En este caso, los ingredientes son:

  • Una hoja de Aloe Vera de unos 15cm.
  • Una cucharadita de romero fresco.
  • 500 gramos de jabón de glicerina.
  • 2 cucharaditas de zumo de limón.
  • 150 ml de agua (mejor si es mineral o filtrada).
  • Opcionalmente podemos poner 2 cucharadas de aceite de almendra.

Preparación:

Pelamos la hoja de aloe, quitando las partes más vistosas de piel, aunque no importa en absoluto que queden restos. De hecho, si quedan restos de piel es más rústico y artesano.

Luego pasamos a mixear la hoja en una batidora o trituradora o cualquier cacharro que nos sirva.

Si al ir triturando la hoja vemos que la textura es demasiado pastosa, le agregamos un poco de agua.

La idea es que tenga la consistencia de un gel más o menos.

Esa mezcla la apartamos y la dejamos ahí al baño maría.

Por otro lado tendremos nuestro jabón de glicerina, que iremos añadiendo a la pasta de aloe poco a poco, rallado o a trozos pequeños, de manera que se junte todo bien.

Finalmente agregamos el zumito de limón y si queremos también el aceite de almendras.

Si no tenemos aceite de almendras podemos echar un poco de aceite de oliva.

Cuando todo junto se siga calentando y esté bien homogéneo y derretido, lo metemos en un molde que nos guste (ahí puedes ser original y usar moldes divertidos).

Y dentro de ese molde lo dejamos que se enfríe y solidifique.

Para usarlo basta con humedecer los pelos y refregar el pegote sólido haciendo un masaje suave.

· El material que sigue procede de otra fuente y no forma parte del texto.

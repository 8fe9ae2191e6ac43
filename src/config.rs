use serde::{Deserialize, Serialize};

/// Bounds on the work a single recalculation pass may do per field.
///
/// Formulas beyond the token or depth limits fail to parse, and forms whose
/// fields carry more conditions than `max_conditions` fail to compile.
#[derive(Debug, Clone, Copy, PartialEq, Eq, Serialize, Deserialize)]
#[serde(default)]
pub struct EngineLimits {
    pub max_formula_tokens: usize,
    pub max_formula_depth: usize,
    pub max_conditions: usize,
}

impl Default for EngineLimits {
    fn default() -> Self {
        Self {
            max_formula_tokens: 512,
            max_formula_depth: 64,
            max_conditions: 256,
        }
    }
}

impl EngineLimits {
    /// Loads limits from a JSON document. Missing keys keep their defaults.
    pub fn from_json(json: &str) -> Result<Self, serde_json::Error> {
        serde_json::from_str(json)
    }
}
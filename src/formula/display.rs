use crate::form::{CalculationOptions, DisplayAs};

/// Decimal places beyond this are clamped.
pub const MAX_DECIMAL_PLACES: u32 = 10;

pub fn round_to(value: f64, decimal_places: u32) -> f64 {
    let factor = 10f64.powi(decimal_places.min(MAX_DECIMAL_PLACES) as i32);
    let rounded = (value * factor).round() / factor;
    // Normalise negative zero.
    if rounded == 0.0 { 0.0 } else { rounded }
}

/// Renders a raw calculated value for display, using `,` as the thousands separator.
pub fn format(
    raw: f64,
    display_as: DisplayAs,
    decimal_places: u32,
    prefix: &str,
    suffix: &str,
) -> String {
    render(raw, display_as, decimal_places, prefix, suffix, ",")
}

/// Renders a raw calculated value using every display option of the field.
pub fn format_with(raw: f64, options: &CalculationOptions) -> String {
    render(
        raw,
        options.display_as,
        options.decimal_places,
        &options.prefix,
        &options.suffix,
        &options.thousands_separator,
    )
}

fn render(
    raw: f64,
    display_as: DisplayAs,
    decimal_places: u32,
    prefix: &str,
    suffix: &str,
    separator: &str,
) -> String {
    let places = decimal_places.min(MAX_DECIMAL_PLACES) as usize;
    let fixed = format!("{:.*}", places, round_to(raw, decimal_places));
    let body = match display_as {
        DisplayAs::Number => fixed,
        DisplayAs::Percentage => format!("{}%", fixed),
        DisplayAs::Currency => group_thousands(&fixed, separator),
    };
    format!("{}{}{}", prefix, body, suffix)
}

fn group_thousands(fixed: &str, separator: &str) -> String {
    let (sign, unsigned) = match fixed.strip_prefix('-') {
        Some(rest) => ("-", rest),
        None => ("", fixed),
    };
    let (integer, fraction) = match unsigned.split_once('.') {
        Some((i, f)) => (i, Some(f)),
        None => (unsigned, None),
    };

    let digits: Vec<char> = integer.chars().collect();
    let mut grouped = String::with_capacity(fixed.len() + digits.len() / 3);
    for (i, digit) in digits.iter().enumerate() {
        if i > 0 && (digits.len() - i) % 3 == 0 {
            grouped.push_str(separator);
        }
        grouped.push(*digit);
    }

    match fraction {
        Some(f) => format!("{}{}.{}", sign, grouped, f),
        None => format!("{}{}", sign, grouped),
    }
}

/// Reduces a previously formatted display value back to a bare number.
pub fn parse_display(display: &str, options: &CalculationOptions) -> Option<f64> {
    let mut text = display.trim();
    if !options.prefix.is_empty() {
        text = text.strip_prefix(options.prefix.as_str()).unwrap_or(text);
    }
    if !options.suffix.is_empty() {
        text = text.strip_suffix(options.suffix.as_str()).unwrap_or(text);
    }
    let text = text.trim().trim_end_matches('%');
    let cleaned = if options.thousands_separator.is_empty() {
        text.to_string()
    } else {
        text.replace(options.thousands_separator.as_str(), "")
    };

    cleaned.trim().parse::<f64>().ok().or_else(|| {
        let digits: String = cleaned
            .chars()
            .filter(|c| c.is_ascii_digit() || *c == '.' || *c == '-')
            .collect();
        digits.parse::<f64>().ok()
    })
    .filter(|n| n.is_finite())
}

Lo dejamos ahí puesto un ratito y luego aclaramos la cabeza muy bien con bastante agua.

Conservación

Debes tener en cuenta que este tipo de preparados no durarán más de 10 días a pesar de tener limón o vinagre para la conservación.

Es recomendable mantenerla siempre en refrigeración y hacer porciones pequeñas, de modo que no se desperdicie el producto.

El champú en versión sólida aguanta mucho más, además podemos envolverlo en papel parafinado para ayudar a su conservación.

Beneficios de usar champú casero

Es verdad que en las tiendas se venden buenos productos y a buenos precios.

Pero la idea de hacer tu propio champú con ingredientes naturales mola.

Además que así te ahorras dinero a la larga, y dejas de usar envases y bolsas de plástico que no hacen más que contaminar tu planeta.